--- RECORDS FOR THIS EXERCISE Enclosed Below ---

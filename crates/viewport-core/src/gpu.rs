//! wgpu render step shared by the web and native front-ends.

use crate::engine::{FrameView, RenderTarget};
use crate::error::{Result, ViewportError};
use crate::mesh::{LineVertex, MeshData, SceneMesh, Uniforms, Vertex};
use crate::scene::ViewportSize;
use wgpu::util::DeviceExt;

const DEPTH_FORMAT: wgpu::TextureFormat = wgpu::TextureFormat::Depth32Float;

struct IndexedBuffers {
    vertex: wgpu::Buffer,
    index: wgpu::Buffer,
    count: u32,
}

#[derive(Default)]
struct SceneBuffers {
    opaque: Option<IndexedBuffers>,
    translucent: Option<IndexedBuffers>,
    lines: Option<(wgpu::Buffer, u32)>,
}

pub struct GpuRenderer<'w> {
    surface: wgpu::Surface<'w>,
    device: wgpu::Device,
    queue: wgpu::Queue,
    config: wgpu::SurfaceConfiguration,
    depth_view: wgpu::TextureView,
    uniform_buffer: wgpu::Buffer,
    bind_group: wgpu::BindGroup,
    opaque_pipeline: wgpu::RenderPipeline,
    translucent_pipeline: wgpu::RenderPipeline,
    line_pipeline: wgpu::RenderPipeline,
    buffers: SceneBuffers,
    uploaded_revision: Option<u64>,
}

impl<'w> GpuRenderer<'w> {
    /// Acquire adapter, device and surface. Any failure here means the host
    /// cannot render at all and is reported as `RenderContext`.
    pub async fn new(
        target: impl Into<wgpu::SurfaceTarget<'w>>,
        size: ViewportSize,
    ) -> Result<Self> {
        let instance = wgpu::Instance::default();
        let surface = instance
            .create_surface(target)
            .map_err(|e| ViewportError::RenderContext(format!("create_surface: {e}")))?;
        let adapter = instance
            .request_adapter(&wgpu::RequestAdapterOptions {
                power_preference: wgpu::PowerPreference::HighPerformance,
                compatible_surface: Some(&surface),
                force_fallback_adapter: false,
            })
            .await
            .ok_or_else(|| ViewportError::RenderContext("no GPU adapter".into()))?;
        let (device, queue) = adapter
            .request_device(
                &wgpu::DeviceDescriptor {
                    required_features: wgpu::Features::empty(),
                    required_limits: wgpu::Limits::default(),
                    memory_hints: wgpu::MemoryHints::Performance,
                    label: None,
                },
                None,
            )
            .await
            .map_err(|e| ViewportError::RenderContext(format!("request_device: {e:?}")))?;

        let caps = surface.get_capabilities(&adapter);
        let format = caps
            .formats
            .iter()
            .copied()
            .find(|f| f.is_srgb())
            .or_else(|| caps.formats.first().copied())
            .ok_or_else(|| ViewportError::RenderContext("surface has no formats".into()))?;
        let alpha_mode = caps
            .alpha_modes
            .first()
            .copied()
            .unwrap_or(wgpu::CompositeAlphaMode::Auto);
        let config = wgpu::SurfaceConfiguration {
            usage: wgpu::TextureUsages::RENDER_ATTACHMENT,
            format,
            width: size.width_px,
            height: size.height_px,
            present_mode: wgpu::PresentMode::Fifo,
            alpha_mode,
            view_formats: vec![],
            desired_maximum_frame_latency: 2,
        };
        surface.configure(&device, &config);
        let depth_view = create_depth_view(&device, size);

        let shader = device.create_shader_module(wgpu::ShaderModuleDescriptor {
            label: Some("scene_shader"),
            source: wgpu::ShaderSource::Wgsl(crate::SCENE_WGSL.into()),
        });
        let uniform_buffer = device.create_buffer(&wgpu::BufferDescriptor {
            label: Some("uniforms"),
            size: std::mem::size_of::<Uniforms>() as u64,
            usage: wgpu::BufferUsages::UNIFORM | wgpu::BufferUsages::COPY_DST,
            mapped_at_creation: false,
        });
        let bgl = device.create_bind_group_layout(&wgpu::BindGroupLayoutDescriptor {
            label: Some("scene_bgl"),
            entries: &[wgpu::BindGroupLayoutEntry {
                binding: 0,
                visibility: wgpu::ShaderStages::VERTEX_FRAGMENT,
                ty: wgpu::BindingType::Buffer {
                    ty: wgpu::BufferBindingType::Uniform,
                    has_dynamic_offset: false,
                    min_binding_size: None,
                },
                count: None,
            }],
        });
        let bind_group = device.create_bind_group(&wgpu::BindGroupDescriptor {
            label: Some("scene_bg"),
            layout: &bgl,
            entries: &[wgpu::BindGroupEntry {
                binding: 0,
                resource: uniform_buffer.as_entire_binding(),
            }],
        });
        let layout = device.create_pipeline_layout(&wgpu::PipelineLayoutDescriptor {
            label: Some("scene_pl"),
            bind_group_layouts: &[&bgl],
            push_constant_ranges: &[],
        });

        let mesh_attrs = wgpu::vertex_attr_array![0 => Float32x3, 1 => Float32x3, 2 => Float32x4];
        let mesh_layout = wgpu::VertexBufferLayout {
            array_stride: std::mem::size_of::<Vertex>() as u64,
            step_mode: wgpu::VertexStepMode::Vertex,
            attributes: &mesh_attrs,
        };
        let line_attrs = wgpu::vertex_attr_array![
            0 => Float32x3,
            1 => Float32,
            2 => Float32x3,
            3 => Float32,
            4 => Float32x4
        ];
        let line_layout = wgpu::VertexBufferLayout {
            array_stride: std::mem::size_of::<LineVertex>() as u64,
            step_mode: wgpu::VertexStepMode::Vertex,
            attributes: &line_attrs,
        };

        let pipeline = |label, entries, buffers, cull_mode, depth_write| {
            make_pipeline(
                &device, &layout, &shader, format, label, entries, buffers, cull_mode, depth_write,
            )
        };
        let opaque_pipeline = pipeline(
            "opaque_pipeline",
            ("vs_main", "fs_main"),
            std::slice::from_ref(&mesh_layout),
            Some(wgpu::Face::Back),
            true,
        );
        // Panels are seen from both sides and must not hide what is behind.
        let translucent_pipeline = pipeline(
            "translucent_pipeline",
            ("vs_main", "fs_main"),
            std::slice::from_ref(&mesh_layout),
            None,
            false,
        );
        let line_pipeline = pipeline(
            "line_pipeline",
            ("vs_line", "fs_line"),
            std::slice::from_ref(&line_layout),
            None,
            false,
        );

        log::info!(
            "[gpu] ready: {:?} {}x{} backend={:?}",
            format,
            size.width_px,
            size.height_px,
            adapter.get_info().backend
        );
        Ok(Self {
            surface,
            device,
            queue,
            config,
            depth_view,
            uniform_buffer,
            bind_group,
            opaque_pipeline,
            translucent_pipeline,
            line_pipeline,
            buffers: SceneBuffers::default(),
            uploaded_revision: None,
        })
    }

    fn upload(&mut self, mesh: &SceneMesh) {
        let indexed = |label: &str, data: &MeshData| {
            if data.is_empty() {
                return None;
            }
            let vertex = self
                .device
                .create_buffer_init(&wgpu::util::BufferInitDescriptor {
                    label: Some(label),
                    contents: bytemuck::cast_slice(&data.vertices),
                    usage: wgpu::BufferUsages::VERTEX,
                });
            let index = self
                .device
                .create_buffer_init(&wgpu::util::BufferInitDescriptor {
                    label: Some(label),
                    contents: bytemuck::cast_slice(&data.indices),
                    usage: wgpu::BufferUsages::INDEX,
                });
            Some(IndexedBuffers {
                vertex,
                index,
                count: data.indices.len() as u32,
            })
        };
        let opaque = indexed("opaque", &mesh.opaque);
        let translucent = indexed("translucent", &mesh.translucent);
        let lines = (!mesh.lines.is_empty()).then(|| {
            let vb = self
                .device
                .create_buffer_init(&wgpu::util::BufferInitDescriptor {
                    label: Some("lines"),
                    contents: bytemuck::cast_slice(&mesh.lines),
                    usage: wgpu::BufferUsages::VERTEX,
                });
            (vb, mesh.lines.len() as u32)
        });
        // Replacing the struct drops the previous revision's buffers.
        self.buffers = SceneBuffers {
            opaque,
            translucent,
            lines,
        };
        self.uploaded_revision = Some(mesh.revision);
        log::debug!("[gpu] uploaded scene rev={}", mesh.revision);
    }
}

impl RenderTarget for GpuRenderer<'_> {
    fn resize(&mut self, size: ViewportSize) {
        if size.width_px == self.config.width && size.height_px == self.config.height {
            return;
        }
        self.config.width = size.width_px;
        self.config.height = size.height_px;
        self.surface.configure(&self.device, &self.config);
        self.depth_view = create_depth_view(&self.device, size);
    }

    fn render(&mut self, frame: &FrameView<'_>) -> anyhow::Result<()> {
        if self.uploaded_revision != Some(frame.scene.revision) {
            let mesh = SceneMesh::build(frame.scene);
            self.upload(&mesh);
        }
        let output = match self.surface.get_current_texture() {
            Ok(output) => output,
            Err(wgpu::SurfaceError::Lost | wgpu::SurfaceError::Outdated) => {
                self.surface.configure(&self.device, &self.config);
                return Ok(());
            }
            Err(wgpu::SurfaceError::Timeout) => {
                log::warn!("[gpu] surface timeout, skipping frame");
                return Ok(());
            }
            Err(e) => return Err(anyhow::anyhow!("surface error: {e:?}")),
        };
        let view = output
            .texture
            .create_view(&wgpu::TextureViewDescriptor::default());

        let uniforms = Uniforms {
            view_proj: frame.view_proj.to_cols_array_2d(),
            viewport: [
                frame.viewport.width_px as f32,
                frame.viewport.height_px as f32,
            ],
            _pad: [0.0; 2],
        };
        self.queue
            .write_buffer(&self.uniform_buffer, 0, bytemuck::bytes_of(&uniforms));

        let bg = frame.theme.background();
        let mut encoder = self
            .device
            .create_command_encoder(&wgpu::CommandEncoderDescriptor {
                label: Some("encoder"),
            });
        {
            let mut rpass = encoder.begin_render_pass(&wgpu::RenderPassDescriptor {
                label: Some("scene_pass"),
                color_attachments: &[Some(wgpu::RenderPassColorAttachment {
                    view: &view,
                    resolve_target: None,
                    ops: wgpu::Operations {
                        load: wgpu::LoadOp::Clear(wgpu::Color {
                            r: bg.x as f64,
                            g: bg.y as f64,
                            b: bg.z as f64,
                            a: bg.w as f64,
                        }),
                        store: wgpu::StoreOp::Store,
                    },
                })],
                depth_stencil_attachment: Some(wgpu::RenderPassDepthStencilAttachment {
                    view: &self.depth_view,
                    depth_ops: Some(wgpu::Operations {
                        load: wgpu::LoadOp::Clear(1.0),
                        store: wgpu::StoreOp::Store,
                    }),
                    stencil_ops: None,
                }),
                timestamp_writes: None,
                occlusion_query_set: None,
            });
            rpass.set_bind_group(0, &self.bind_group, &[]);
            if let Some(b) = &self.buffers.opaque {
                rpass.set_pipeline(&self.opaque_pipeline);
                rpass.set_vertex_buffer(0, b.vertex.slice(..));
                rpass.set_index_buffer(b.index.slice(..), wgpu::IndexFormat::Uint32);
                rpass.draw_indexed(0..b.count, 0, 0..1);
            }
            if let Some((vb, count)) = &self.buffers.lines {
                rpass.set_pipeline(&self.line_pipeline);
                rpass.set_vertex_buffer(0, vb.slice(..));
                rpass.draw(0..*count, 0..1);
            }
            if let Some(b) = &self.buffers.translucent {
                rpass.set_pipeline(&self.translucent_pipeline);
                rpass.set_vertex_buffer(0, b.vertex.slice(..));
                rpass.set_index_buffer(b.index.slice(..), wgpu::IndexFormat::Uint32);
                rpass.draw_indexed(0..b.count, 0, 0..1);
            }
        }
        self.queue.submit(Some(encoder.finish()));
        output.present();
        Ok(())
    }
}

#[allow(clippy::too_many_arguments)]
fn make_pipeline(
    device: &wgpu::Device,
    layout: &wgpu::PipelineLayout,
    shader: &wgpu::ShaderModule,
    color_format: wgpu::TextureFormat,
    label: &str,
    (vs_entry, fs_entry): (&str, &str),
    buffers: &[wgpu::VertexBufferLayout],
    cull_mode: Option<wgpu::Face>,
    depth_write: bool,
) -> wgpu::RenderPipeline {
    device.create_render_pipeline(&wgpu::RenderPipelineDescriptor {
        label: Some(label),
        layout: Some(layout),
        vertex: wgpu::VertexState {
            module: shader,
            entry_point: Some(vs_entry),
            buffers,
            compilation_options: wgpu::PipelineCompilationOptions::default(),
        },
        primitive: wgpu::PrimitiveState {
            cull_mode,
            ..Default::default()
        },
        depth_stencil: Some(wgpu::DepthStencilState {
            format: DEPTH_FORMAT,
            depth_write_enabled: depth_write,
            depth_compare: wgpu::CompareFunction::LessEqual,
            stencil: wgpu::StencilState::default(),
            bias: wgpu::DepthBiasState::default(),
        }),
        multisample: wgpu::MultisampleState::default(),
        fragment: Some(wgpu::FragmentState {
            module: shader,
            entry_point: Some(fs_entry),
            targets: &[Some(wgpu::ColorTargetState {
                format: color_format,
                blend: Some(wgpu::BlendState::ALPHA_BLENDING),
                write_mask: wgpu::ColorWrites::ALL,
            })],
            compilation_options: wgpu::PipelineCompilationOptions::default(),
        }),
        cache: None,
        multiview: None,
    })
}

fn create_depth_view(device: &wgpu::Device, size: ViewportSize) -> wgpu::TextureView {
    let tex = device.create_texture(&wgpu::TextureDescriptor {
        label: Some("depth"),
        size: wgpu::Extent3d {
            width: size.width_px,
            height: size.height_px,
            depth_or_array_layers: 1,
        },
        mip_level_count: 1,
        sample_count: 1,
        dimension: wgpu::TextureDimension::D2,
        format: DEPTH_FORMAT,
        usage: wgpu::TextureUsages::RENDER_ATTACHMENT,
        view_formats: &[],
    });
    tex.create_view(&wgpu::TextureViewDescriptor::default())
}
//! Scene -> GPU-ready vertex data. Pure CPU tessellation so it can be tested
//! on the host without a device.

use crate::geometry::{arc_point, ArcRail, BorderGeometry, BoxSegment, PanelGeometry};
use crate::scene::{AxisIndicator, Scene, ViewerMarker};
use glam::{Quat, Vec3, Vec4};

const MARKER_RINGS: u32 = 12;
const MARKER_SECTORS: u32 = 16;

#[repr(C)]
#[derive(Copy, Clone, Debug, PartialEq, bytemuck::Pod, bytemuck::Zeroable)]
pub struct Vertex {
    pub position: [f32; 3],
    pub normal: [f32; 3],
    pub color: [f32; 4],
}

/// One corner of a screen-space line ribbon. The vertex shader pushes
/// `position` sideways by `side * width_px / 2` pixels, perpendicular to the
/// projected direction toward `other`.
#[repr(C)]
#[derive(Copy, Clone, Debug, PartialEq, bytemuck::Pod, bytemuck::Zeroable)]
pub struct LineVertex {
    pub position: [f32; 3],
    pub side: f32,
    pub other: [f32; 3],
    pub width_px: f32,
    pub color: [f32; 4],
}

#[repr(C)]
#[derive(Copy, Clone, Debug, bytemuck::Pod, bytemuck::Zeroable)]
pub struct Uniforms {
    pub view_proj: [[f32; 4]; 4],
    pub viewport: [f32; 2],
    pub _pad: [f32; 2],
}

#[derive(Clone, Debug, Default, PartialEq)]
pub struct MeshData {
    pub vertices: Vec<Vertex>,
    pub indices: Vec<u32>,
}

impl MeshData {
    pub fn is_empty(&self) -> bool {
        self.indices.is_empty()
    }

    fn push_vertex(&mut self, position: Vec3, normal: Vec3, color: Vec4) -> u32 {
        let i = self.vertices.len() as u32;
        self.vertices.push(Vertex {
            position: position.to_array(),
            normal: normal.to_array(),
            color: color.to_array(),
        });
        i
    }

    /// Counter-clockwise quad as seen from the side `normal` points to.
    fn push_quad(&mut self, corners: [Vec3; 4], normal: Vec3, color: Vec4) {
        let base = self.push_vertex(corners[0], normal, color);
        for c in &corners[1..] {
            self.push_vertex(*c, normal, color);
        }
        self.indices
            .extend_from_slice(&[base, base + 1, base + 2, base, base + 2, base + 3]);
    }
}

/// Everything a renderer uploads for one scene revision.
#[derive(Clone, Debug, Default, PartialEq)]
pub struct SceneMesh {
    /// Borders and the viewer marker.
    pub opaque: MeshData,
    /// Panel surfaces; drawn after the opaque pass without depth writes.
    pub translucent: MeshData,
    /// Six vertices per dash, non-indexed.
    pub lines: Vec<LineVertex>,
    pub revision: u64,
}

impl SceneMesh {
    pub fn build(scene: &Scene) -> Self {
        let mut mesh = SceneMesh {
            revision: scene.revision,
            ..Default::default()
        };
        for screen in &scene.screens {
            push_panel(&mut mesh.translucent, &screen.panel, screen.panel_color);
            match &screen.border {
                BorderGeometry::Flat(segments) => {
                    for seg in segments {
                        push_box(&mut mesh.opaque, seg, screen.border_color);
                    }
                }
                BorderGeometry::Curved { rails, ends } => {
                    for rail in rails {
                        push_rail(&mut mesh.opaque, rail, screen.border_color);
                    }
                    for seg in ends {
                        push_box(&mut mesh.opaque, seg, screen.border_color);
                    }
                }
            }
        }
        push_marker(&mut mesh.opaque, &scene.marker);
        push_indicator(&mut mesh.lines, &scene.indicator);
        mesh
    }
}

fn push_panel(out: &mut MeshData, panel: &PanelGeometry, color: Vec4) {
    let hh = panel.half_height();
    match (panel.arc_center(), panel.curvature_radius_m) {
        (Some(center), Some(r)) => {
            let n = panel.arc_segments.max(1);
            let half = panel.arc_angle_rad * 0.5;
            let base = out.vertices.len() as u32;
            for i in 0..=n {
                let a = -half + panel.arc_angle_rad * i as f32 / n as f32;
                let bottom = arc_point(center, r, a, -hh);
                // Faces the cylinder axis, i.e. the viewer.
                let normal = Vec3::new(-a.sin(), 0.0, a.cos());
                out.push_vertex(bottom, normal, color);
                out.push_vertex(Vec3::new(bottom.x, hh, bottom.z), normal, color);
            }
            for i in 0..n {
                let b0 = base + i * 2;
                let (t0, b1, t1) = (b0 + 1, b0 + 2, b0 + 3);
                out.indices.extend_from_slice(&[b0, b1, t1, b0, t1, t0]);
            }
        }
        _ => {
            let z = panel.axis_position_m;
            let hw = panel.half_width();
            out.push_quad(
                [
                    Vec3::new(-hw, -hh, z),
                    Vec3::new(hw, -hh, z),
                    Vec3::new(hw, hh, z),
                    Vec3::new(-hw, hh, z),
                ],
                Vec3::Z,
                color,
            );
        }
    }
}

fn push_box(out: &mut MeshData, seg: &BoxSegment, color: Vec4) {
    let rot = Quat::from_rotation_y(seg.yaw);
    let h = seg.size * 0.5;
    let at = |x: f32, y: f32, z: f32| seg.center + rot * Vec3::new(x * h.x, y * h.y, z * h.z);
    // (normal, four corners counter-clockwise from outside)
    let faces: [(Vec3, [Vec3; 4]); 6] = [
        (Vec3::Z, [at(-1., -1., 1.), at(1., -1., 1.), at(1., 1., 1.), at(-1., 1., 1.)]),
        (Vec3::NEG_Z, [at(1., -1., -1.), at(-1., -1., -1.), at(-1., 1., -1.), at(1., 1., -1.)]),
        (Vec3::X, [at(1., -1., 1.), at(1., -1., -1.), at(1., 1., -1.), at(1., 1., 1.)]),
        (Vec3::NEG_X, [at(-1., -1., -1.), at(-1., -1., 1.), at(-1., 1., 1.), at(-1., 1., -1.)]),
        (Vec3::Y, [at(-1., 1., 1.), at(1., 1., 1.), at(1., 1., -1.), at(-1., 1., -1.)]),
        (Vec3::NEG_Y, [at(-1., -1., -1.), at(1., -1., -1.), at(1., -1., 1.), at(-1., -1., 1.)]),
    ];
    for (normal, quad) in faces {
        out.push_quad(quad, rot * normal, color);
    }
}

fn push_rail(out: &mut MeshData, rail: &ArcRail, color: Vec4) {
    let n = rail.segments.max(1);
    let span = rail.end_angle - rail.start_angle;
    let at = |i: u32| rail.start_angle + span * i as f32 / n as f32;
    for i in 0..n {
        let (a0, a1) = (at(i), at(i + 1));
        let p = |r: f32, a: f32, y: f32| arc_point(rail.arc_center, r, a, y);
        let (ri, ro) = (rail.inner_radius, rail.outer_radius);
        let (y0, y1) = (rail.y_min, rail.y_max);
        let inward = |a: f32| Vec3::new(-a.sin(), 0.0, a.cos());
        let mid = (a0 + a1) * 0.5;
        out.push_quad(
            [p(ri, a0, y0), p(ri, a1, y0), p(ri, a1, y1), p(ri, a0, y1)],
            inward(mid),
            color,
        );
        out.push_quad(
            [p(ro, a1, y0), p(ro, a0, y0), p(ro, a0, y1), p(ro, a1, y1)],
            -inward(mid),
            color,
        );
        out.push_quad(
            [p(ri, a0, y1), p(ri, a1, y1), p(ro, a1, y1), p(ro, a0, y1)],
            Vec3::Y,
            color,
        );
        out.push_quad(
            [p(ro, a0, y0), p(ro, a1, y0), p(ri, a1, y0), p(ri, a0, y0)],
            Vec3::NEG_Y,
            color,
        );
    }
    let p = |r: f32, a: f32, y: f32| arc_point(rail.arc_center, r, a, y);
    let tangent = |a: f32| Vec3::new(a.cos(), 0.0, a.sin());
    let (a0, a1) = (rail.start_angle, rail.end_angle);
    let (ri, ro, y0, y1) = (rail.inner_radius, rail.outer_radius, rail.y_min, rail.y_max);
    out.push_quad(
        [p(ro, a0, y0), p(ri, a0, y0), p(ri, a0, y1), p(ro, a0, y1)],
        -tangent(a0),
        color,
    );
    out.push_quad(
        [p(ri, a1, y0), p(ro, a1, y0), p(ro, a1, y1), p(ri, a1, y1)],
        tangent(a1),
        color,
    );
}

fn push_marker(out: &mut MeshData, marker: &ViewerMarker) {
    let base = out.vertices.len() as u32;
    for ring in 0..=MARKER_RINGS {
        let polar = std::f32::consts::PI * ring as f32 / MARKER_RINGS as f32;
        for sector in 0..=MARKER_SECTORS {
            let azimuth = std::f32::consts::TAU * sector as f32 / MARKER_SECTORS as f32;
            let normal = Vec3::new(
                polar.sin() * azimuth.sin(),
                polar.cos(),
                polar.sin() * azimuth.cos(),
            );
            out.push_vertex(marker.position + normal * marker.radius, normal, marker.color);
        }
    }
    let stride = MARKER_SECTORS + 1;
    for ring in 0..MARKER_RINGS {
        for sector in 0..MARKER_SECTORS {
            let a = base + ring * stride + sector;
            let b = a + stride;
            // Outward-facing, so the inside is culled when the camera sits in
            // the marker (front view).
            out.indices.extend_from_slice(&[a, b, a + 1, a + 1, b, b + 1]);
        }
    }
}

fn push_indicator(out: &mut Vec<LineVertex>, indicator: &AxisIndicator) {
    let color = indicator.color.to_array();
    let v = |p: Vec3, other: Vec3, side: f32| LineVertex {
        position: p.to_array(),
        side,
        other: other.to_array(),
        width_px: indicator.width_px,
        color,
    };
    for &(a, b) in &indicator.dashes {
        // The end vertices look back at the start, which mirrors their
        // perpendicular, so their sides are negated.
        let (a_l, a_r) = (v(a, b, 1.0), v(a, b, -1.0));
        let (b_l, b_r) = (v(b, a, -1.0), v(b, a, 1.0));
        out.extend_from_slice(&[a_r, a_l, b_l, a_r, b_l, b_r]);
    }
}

--- End of Enclosed RECORDS FOR THIS EXERCISE ---

Whenever "PanelGeometry" shows up in a line of the listing, copy that whole line.

use crate::geometry::{arc_point, ArcRail, BorderGeometry, BoxSegment, PanelGeometry};
fn push_panel(out: &mut MeshData, panel: &PanelGeometry, color: Vec4) {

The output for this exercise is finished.